La Cour constitutionnelle déclare illégale l'impôt sur les plus-values ​​lorsqu'il n'y a pas d'augmentation de valeur


L'impôt sur l'augmentation de la valeur des terrains urbains, communément appelé plus-value, est un impôt municipal direct de nature facultative. La valeur du terrain prise en compte est, en général, la valeur cadastrale.

La taxe locale est théoriquement perçue la réévaluation de l'immobilier au moment de la vente et sa formule de calcul oblige le paiement à être payé lors de la constatation des pertes, c'est-à-dire que celui qui a vendu l'appartement ayant des pertes pour une valeur inférieure à celle qu'il a achetée, devait payer le conseil municipal comme s'il avait a gagné.

Elle est payée parce que la valeur cadastrale le dit et non parce que c'est la valeur réelle, ni parce qu'elle répond à un réel profit, permettant aux Mairies une source de revenus importante même pendant l'éclatement de la bulle immobilière.

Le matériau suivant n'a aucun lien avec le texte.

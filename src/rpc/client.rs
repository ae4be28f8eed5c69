// Copyright (c) 2024 The Botho Foundation

//! Tonic clients for the node daemon's two service surfaces.
//!
//! The channel is built lazily so engine construction never blocks on
//! the network; connectivity problems surface as statuses on the first
//! call, where the probes know how to read them.

use std::path::Path;
use std::time::Duration;

use async_trait::async_trait;
use tonic::client::Grpc;
use tonic::codec::ProstCodec;
use tonic::codegen::http::uri::PathAndQuery;
use tonic::metadata::{Ascii, MetadataValue};
use tonic::transport::{Certificate, Channel, ClientTlsConfig, Endpoint};
use tonic::{Request, Status};

use crate::error::EngineError;
use crate::rpc::proto::{
    AddressKind, GenSeedRequest, GenSeedResponse, GetInfoRequest, GetInfoResponse,
    NewAddressRequest, NewAddressResponse, SendPaymentRequest, SendPaymentResponse,
};
use crate::rpc::{LedgerRpc, WalletUnlockerRpc};

/// Per-request deadline enforced on the channel.
const REQUEST_TIMEOUT: Duration = Duration::from_secs(30);

/// Ceiling on establishing the underlying connection.
const CONNECT_TIMEOUT: Duration = Duration::from_secs(10);

/// Metadata key the daemon reads authentication material from.
const MACAROON_METADATA_KEY: &str = "macaroon";

const GEN_SEED_PATH: &str = "/ledgerrpc.WalletUnlocker/GenSeed";
const GET_INFO_PATH: &str = "/ledgerrpc.Ledger/GetInfo";
const NEW_ADDRESS_PATH: &str = "/ledgerrpc.Ledger/NewAddress";
const SEND_PAYMENT_PATH: &str = "/ledgerrpc.Ledger/SendPayment";

/// Build a lazily connecting channel to `host` (a `host:port` address).
///
/// When a CA certificate is supplied the channel speaks TLS; otherwise
/// it is plaintext, which matches daemons terminating TLS elsewhere.
pub fn build_channel(host: &str, tls_cert: Option<&[u8]>) -> Result<Channel, EngineError> {
    let scheme = if tls_cert.is_some() { "https" } else { "http" };
    let mut endpoint = Endpoint::from_shared(format!("{scheme}://{host}"))
        .map_err(|e| EngineError::Transport(format!("invalid host {host}: {e}")))?
        .timeout(REQUEST_TIMEOUT)
        .connect_timeout(CONNECT_TIMEOUT);

    if let Some(pem) = tls_cert {
        let tls = ClientTlsConfig::new().ca_certificate(Certificate::from_pem(pem));
        endpoint = endpoint
            .tls_config(tls)
            .map_err(|e| EngineError::Transport(format!("tls configuration failed: {e}")))?;
    }

    Ok(endpoint.connect_lazy())
}

/// Read a macaroon file and encode it the way the daemon expects it in
/// request metadata.
pub fn load_macaroon(path: &Path) -> Result<MetadataValue<Ascii>, EngineError> {
    let raw = std::fs::read(path).map_err(|e| {
        EngineError::Credentials(format!("failed to read macaroon {}: {e}", path.display()))
    })?;
    MetadataValue::try_from(hex::encode(raw).as_str())
        .map_err(|e| EngineError::Credentials(format!("macaroon is not valid metadata: {e}")))
}

async fn unary_call<Req, Resp>(
    grpc: &Grpc<Channel>,
    path: &'static str,
    macaroon: Option<&MetadataValue<Ascii>>,
    message: Req,
) -> Result<Resp, Status>
where
    Req: prost::Message + Send + Sync + 'static,
    Resp: prost::Message + Default + Send + Sync + 'static,
{
    let mut grpc = grpc.clone();
    grpc.ready()
        .await
        .map_err(|e| Status::unknown(format!("service was not ready: {e}")))?;

    let mut request = Request::new(message);
    if let Some(macaroon) = macaroon {
        request.metadata_mut().insert(MACAROON_METADATA_KEY, macaroon.clone());
    }

    let codec: ProstCodec<Req, Resp> = ProstCodec::default();
    let response = grpc
        .unary(request, PathAndQuery::from_static(path), codec)
        .await?;
    Ok(response.into_inner())
}

/// Client for the unauthenticated wallet-unlocker surface.
#[derive(Clone)]
pub struct WalletUnlockerClient {
    grpc: Grpc<Channel>,
}

impl WalletUnlockerClient {
    pub fn new(channel: Channel) -> Self {
        Self {
            grpc: Grpc::new(channel),
        }
    }
}

#[async_trait]
impl WalletUnlockerRpc for WalletUnlockerClient {
    async fn gen_seed(&self) -> Result<GenSeedResponse, Status> {
        unary_call(&self.grpc, GEN_SEED_PATH, None, GenSeedRequest::default()).await
    }
}

/// Client for the authenticated ledger surface. Attaches the macaroon
/// to every request when one is configured.
#[derive(Clone)]
pub struct LedgerClient {
    grpc: Grpc<Channel>,
    macaroon: Option<MetadataValue<Ascii>>,
}

impl LedgerClient {
    pub fn new(channel: Channel, macaroon: Option<MetadataValue<Ascii>>) -> Self {
        Self {
            grpc: Grpc::new(channel),
            macaroon,
        }
    }
}

#[async_trait]
impl LedgerRpc for LedgerClient {
    async fn get_info(&self) -> Result<GetInfoResponse, Status> {
        unary_call(
            &self.grpc,
            GET_INFO_PATH,
            self.macaroon.as_ref(),
            GetInfoRequest::default(),
        )
        .await
    }

    async fn new_address(&self, kind: AddressKind) -> Result<NewAddressResponse, Status> {
        unary_call(
            &self.grpc,
            NEW_ADDRESS_PATH,
            self.macaroon.as_ref(),
            NewAddressRequest { kind: kind as i32 },
        )
        .await
    }

    async fn send_payment(&self, payment_request: &str) -> Result<SendPaymentResponse, Status> {
        unary_call(
            &self.grpc,
            SEND_PAYMENT_PATH,
            self.macaroon.as_ref(),
            SendPaymentRequest {
                payment_request: payment_request.to_owned(),
            },
        )
        .await
    }
}
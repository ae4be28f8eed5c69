// Copyright (c) 2024 The Botho Foundation

//! Dispatch gate for externally exposed engine operations.
//!
//! Every operation the engine exposes is registered here at construction
//! as validation-dependent or validation-independent. Dependent
//! operations are refused until the engine's state flags are all true;
//! independent operations (the probes among them, so probing can never
//! gate itself) pass straight through.

use std::collections::HashMap;

use crate::engine::EngineState;
use crate::error::EngineError;

/// Identifier for an externally exposed engine operation.
#[derive(Debug, Clone, Copy, PartialEq, Eq, Hash)]
pub enum Action {
    CreateNewAddress,
    PayInvoice,
    IsAvailable,
    ValidateNode,
    ValidateEngine,
}

/// Operations that must not touch the network before the engine has
/// fully validated against its node.
pub const VALIDATION_DEPENDENT_ACTIONS: &[Action] =
    &[Action::CreateNewAddress, Action::PayInvoice];

/// Operations that are safe in any engine state.
pub const VALIDATION_INDEPENDENT_ACTIONS: &[Action] = &[
    Action::IsAvailable,
    Action::ValidateNode,
    Action::ValidateEngine,
];

#[derive(Debug, Clone, Copy, PartialEq, Eq)]
enum ActionKind {
    ValidationDependent,
    ValidationIndependent,
}

/// Registry of operation classifications, consulted before dispatch.
#[derive(Debug)]
pub struct ActionGate {
    symbol: String,
    registry: HashMap<Action, ActionKind>,
}

impl ActionGate {
    /// Build the registry from the two classification lists. `symbol`
    /// names the engine in precondition errors.
    pub fn new(symbol: impl Into<String>, dependent: &[Action], independent: &[Action]) -> Self {
        let mut registry = HashMap::new();
        for action in dependent {
            registry.insert(*action, ActionKind::ValidationDependent);
        }
        for action in independent {
            registry.insert(*action, ActionKind::ValidationIndependent);
        }
        Self {
            symbol: symbol.into(),
            registry,
        }
    }

    /// Check the flags a dependent operation requires, in priority
    /// order: availability, then lock state, then validation. The first
    /// unmet precondition is the one reported.
    pub fn check(&self, action: Action, state: &EngineState) -> Result<(), EngineError> {
        match self.registry.get(&action) {
            Some(ActionKind::ValidationDependent) => {
                if !state.available() {
                    return Err(EngineError::NotAvailable {
                        symbol: self.symbol.clone(),
                    });
                }
                if !state.unlocked() {
                    return Err(EngineError::Locked {
                        symbol: self.symbol.clone(),
                    });
                }
                if !state.validated() {
                    return Err(EngineError::NotValidated {
                        symbol: self.symbol.clone(),
                    });
                }
                Ok(())
            }
            Some(ActionKind::ValidationIndependent) | None => Ok(()),
        }
    }
}
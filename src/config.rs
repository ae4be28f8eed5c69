// Copyright (c) 2024 The Botho Foundation

//! Static currency registry and network identifiers.

use serde::{Deserialize, Serialize};

/// Per-currency settings for a supported ledger daemon.
#[derive(Debug, Clone, Copy, PartialEq, Eq, Serialize)]
pub struct CurrencyConfig {
    /// Ticker symbol the engine is addressed by (e.g. `BTC`).
    pub symbol: &'static str,
    /// Chain name the node daemon reports for this currency.
    pub chain_name: &'static str,
}

/// Currencies an engine can be constructed for.
pub const CURRENCIES: &[CurrencyConfig] = &[
    CurrencyConfig {
        symbol: "BTC",
        chain_name: "bitcoin",
    },
    CurrencyConfig {
        symbol: "LTC",
        chain_name: "litecoin",
    },
];

/// Look up the registry entry for a ticker symbol.
pub fn currency_for_symbol(symbol: &str) -> Option<&'static CurrencyConfig> {
    CURRENCIES.iter().find(|config| config.symbol == symbol)
}

/// Network a node daemon is expected to be running on.
#[derive(Debug, Clone, Copy, Default, PartialEq, Eq, Hash, Serialize, Deserialize)]
#[serde(rename_all = "lowercase")]
pub enum Network {
    #[default]
    Mainnet,
    Testnet,
    Regtest,
    Simnet,
}

impl Network {
    /// Name the node daemon reports for this network.
    pub fn as_str(&self) -> &'static str {
        match self {
            Network::Mainnet => "mainnet",
            Network::Testnet => "testnet",
            Network::Regtest => "regtest",
            Network::Simnet => "simnet",
        }
    }
}

impl std::fmt::Display for Network {
    fn fmt(&self, f: &mut std::fmt::Formatter<'_>) -> std::fmt::Result {
        f.write_str(self.as_str())
    }
}

impl std::str::FromStr for Network {
    type Err = String;

    fn from_str(s: &str) -> Result<Self, Self::Err> {
        match s.to_lowercase().as_str() {
            "mainnet" => Ok(Network::Mainnet),
            "testnet" => Ok(Network::Testnet),
            "regtest" => Ok(Network::Regtest),
            "simnet" => Ok(Network::Simnet),
            _ => Err(format!("Unknown network: {}", s)),
        }
    }
}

Maintenant, la Plénière de la Cour constitutionnelle dans un arrêt du 16 février 2020 a déclaré inconstitutionnels plusieurs articles du règlement régional sur la taxe sur l'augmentation du foncier urbain à Guipúzcoa, sachant qu'il va à l'encontre de la principe de capacité économique à payer cette taxe lorsque la vente du bien immobilier a été effectuée à perte, considérant qu'elle n'est pas représentative de la capacité économique du contribuable comme l'exige la Constitution.

Ainsi, dans les opérations comportant une perte en capital, cette circonstance enfreindrait les dispositions de la Article 31 de la Constitution espagnole qui établit: "Chacun contribuera à soutenir les dépenses publiques en fonction de sa capacité économique grâce à une fiscalité équitable inspirée des principes d'égalité et de progressivité qui, en aucun cas, n'aura de portée confiscatoire".

Déclare partiellement inconstitutionnel et invalide les préceptes remis en question "seulement lorsqu'ils soumettent à l'imposition des situations inexpressives de capacité économique, empêchant les contribuables de prouver qu'une augmentation de valeur ne s'est pas réellement produite ".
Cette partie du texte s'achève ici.